Etienne-Jules Marey (1830-1904) - chronophotographie d'un vol de héron

Etienne-Jules Marey was at the starting point of a different way of looking at the world. His iconographic work deconstructing animal and human functions, movement and locomotion into fixed sequences cuts up time, substituting instruments of measurement for sensory perception.

The posterity of Etienne-Jules Marey (1830-1904) is justified but bogus at the same time. Justified because of the photographic ingenuity that he introduced to his scientific experiments. Bogus because of the link that was intentionally made to the history of art and cinema as a result of the technical advances created by his work. Just as a succession of images produces a film, the sequence of facts creates a story, but it is the narrative that links them together via an essential causality that makes them inexorable  a posteriori.  This is why Marey is important in the history of photography and why he is considered to be a forefather of cinema. Although this is true, it was an accidental consequence of his inventions, especially his photographic gun and chronophotography.

Marey was a physician, a physiologist and held a chair in Natural History at the Collège de France. His scientific work was prolific (respiration, human and animal physiological mechanics, hydro & aerodynamics, plus other fields of endeavour). All these fields of investigation had one thing in common – movement and his desire to slow it down so he could understand it fully. « I am fascinated by movement as it is the most apparent sign of life. I would dearly like to understand the mechanisms underpinning some of the laws of nature. I am looking for any way I can capture the visual traces of these movements because I distrust the senses; they are too slow and too misleading. The trace remains, movement goes away. » (E.J. Marey)

As he investigated the pulse, smoke machines, legs, wings and fins, he designed (or had tools designed) that would « record the movements of the body in a graphic way » (E.J.Marey). To this end he invented photographic tools, devices and photographic protocols. The end result was the extraction of quantified and timed data from stylised visual lines and curves. This record of reality observed visually meant that he could establish models of physiological functionality relating to general movement (walking, flying and swimming) – the primary goal of his « graphic photographic method ». But he often left the analysis to others as he preferred to « trinket » (his own words) with new ideas and inventions that would capture movement.
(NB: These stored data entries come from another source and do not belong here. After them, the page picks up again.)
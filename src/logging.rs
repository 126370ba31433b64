//! Tracing subscriber setup for the binary.
//!
//! The filter comes from `PILOT_LOG` (default `warn`). Output goes to stderr,
//! or to a log file so it never interleaves with the transcript on stdout.

use std::fs::OpenOptions;
use std::io;
use std::path::Path;
use std::sync::Mutex;
use tracing_subscriber::EnvFilter;

/// Environment variable holding the log filter directive.
pub const LOG_ENV: &str = "PILOT_LOG";

const DEFAULT_FILTER: &str = "warn";

fn filter() -> EnvFilter {
    EnvFilter::try_from_env(LOG_ENV).unwrap_or_else(|_| EnvFilter::new(DEFAULT_FILTER))
}

/// Install the global subscriber. Calling it twice is harmless.
pub fn init(log_file: Option<&Path>) -> io::Result<()> {
    match log_file {
        Some(path) => {
            let file = OpenOptions::new().create(true).append(true).open(path)?;
            let _ = tracing_subscriber::fmt()
                .with_env_filter(filter())
                .with_writer(Mutex::new(file))
                .with_ansi(false)
                .try_init();
        }
        None => {
            let _ = tracing_subscriber::fmt()
                .with_env_filter(filter())
                .with_writer(io::stderr)
                .try_init();
        }
    }
    Ok(())
}
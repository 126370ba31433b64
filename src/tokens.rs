//! Session token accounting.
//!
//! Cumulative totals come from the usage updates reported by the agent and
//! only ever increase. The "context" figure is the size of what the model
//! currently holds (last request's input plus output) and drops back down
//! after compaction, which is what the auto-compact trigger watches.

use crate::types::Message;

/// Token counters for one interactive session.
#[derive(Debug, Clone, Default, PartialEq, Eq)]
pub struct TokenTracker {
    /// Running total of input tokens sent.
    pub total_input_tokens: u64,
    /// Running total of output tokens received.
    pub total_output_tokens: u64,
    /// Input tokens in the most recent request.
    pub last_input_tokens: u64,
    /// Output tokens in the most recent response.
    pub last_output_tokens: u64,
    context_tokens: u64,
    saved_tokens: u64,
}

impl TokenTracker {
    pub fn new() -> Self {
        Self::default()
    }

    /// Record one usage update.
    pub fn record(&mut self, input_tokens: u64, output_tokens: u64) {
        self.last_input_tokens = input_tokens;
        self.last_output_tokens = output_tokens;
        self.total_input_tokens = self.total_input_tokens.saturating_add(input_tokens);
        self.total_output_tokens = self.total_output_tokens.saturating_add(output_tokens);
        self.context_tokens = input_tokens.saturating_add(output_tokens);
    }

    /// Tokens consumed across the entire session.
    pub fn session_total(&self) -> u64 {
        self.total_input_tokens
            .saturating_add(self.total_output_tokens)
    }

    /// Current context size as last reported (or estimated after compaction).
    pub fn context_tokens(&self) -> u64 {
        self.context_tokens
    }

    /// Tokens freed by compactions so far.
    pub fn saved_tokens(&self) -> u64 {
        self.saved_tokens
    }

    /// True once the context size reaches `threshold`. A zero threshold never fires.
    pub fn exceeds(&self, threshold: u64) -> bool {
        threshold > 0 && self.context_tokens >= threshold
    }

    /// Reset the context figure to the size of a compacted message set.
    pub fn apply_compaction(&mut self, compacted: &[Message]) -> u64 {
        let after = Self::estimate_messages(compacted);
        let saved = self.context_tokens.saturating_sub(after);
        self.saved_tokens = self.saved_tokens.saturating_add(saved);
        self.context_tokens = after;
        saved
    }

    /// Estimate how many tokens a set of messages would consume.
    ///
    /// Crude heuristic: ~1 token per 4 characters, plus overhead per message.
    pub fn estimate_messages(messages: &[Message]) -> u64 {
        let mut chars = 0usize;
        for msg in messages {
            chars += 16;
            chars += msg.text().len();
            for call in &msg.tool_calls {
                chars += call.name.len() + call.arguments.len();
            }
        }
        (chars / 4) as u64
    }
}

#[cfg(test)]
mod tests {
    use super::*;

    #[test]
    fn record_accumulates_totals_and_tracks_context() {
        let mut tracker = TokenTracker::new();
        tracker.record(100, 20);
        tracker.record(150, 30);
        assert_eq!(tracker.total_input_tokens, 250);
        assert_eq!(tracker.total_output_tokens, 50);
        assert_eq!(tracker.session_total(), 300);
        assert_eq!(tracker.context_tokens(), 180);
    }

    #[test]
    fn zero_threshold_never_exceeds() {
        let mut tracker = TokenTracker::new();
        tracker.record(1_000_000, 0);
        assert!(!tracker.exceeds(0));
        assert!(tracker.exceeds(1_000_000));
        assert!(!tracker.exceeds(1_000_001));
    }

    #[test]
    fn compaction_lowers_context_and_records_savings() {
        let mut tracker = TokenTracker::new();
        tracker.record(5_000, 500);
        let saved = tracker.apply_compaction(&[Message::user("summary"), Message::assistant("ok")]);
        assert!(saved > 5_000);
        assert_eq!(tracker.saved_tokens(), saved);
        assert!(tracker.context_tokens() < 100);
        assert_eq!(tracker.session_total(), 5_500);
    }

    #[test]
    fn estimate_counts_overhead_per_message() {
        let messages = vec![Message::user(""), Message::user("")];
        assert_eq!(TokenTracker::estimate_messages(&messages), 8);
    }
}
Using a zoetrope and a chronomatograph meant that he could « slow movement that was too fast to be observed with the naked eye right down so it could be analysed. » His method allowed him to observe the “relationship between space and time which is the essence of movement” (E.J. Marey). The irony is that cinema produces movement in images whereas Marey sought to immobilise movement in its various transitional states. His photographs seem to breathe time into something static and photograph time itself. He was so successful in his endeavours that his photos are now iconographic: “nothing is more mysterious, lyrical, explosive or current than the silence of the black or the lightness of white in these photographs.” (Henri Langlois, one of the co-founders of the French film organisation, Cinamatheque Francaise).
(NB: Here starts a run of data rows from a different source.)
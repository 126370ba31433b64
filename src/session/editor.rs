//! Draft prompt editor.
//!
//! The cursor is a char index, converted to byte offsets only at the point
//! of mutation.

/// In-progress prompt text and cursor.
#[derive(Debug, Clone, Default, PartialEq, Eq)]
pub struct Editor {
    text: String,
    cursor: usize,
}

impl Editor {
    pub fn new() -> Self {
        Self::default()
    }

    pub fn text(&self) -> &str {
        &self.text
    }

    pub fn cursor(&self) -> usize {
        self.cursor
    }

    pub fn is_empty(&self) -> bool {
        self.text.is_empty()
    }

    /// True when the cursor sits on the first line of the draft.
    pub fn on_first_line(&self) -> bool {
        !self.text.chars().take(self.cursor).any(|c| c == '\n')
    }

    /// Replace the draft; the cursor lands at the end of its first line.
    pub fn set(&mut self, text: impl Into<String>) {
        self.text = text.into();
        self.cursor = self
            .text
            .chars()
            .position(|c| c == '\n')
            .unwrap_or_else(|| self.text.chars().count());
    }

    /// Take the draft out, leaving the editor empty.
    pub fn take(&mut self) -> String {
        self.cursor = 0;
        std::mem::take(&mut self.text)
    }

    pub fn clear(&mut self) {
        self.take();
    }

    pub fn insert_char(&mut self, ch: char) {
        let byte_idx = byte_index_at_char(&self.text, self.cursor);
        self.text.insert(byte_idx, ch);
        self.cursor += 1;
    }

    pub fn backspace(&mut self) -> bool {
        if self.cursor == 0 {
            return false;
        }
        let start = byte_index_at_char(&self.text, self.cursor - 1);
        let end = byte_index_at_char(&self.text, self.cursor);
        self.text.replace_range(start..end, "");
        self.cursor -= 1;
        true
    }

    pub fn move_left(&mut self) {
        self.cursor = self.cursor.saturating_sub(1);
    }

    pub fn move_right(&mut self) {
        if self.cursor < self.text.chars().count() {
            self.cursor += 1;
        }
    }
}

fn byte_index_at_char(text: &str, char_idx: usize) -> usize {
    text.char_indices()
        .nth(char_idx)
        .map(|(idx, _)| idx)
        .unwrap_or(text.len())
}

#[cfg(test)]
mod tests {
    use super::*;

    #[test]
    fn insert_and_backspace_handle_multibyte() {
        let mut editor = Editor::new();
        for ch in "héllo".chars() {
            editor.insert_char(ch);
        }
        editor.move_left();
        editor.move_left();
        editor.move_left();
        assert!(editor.backspace());
        assert_eq!(editor.text(), "hllo");
        assert_eq!(editor.cursor(), 1);
    }

    #[test]
    fn set_places_cursor_on_first_line() {
        let mut editor = Editor::new();
        editor.set("first\nsecond");
        assert_eq!(editor.cursor(), 5);
        assert!(editor.on_first_line());
        editor.move_right();
        assert!(!editor.on_first_line());
    }

    #[test]
    fn take_empties_editor() {
        let mut editor = Editor::new();
        editor.set("abc");
        assert_eq!(editor.take(), "abc");
        assert!(editor.is_empty());
        assert_eq!(editor.cursor(), 0);
        assert!(!editor.backspace());
    }
}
Marey’s genius left much for future generations. The slowness of his photographs precipitated even the pictorial experiments of the early twentieth century that tried to capture the movement of the mechanical age; Futurites Giacomo Balla (Ragazza che corre sul Balcone), Umberto Boccioni, and then Marcel Duchamp and his Nude descending staircase n°2 (the artist quoting Marey). These pieces of work depicting the mechanics of movement are similar to Marey’s diagrams from chonophotographs with their lines stylising the different phases of movement. There are plenty of contemporary artists who laud Marey’s work.  Moreover, modern methods for capturing the motion of body for graphic transcription are advances stemming from Marey’s initial device with cameras, sensors and markers producing a systematic database from which synthesized and animated images are produced. Digital technology may be new, but the principle behind it is the same.

Marey was a scientist first and foremost. He refused to tweak his inventions for glory-seeking purposes or for commercial or recreational goals. But by using a machine instead of biology to sequence time via images and by favouring graphs of data over discourse, he kick-started a change that would herald the future and would not escape the nascent arts of his era.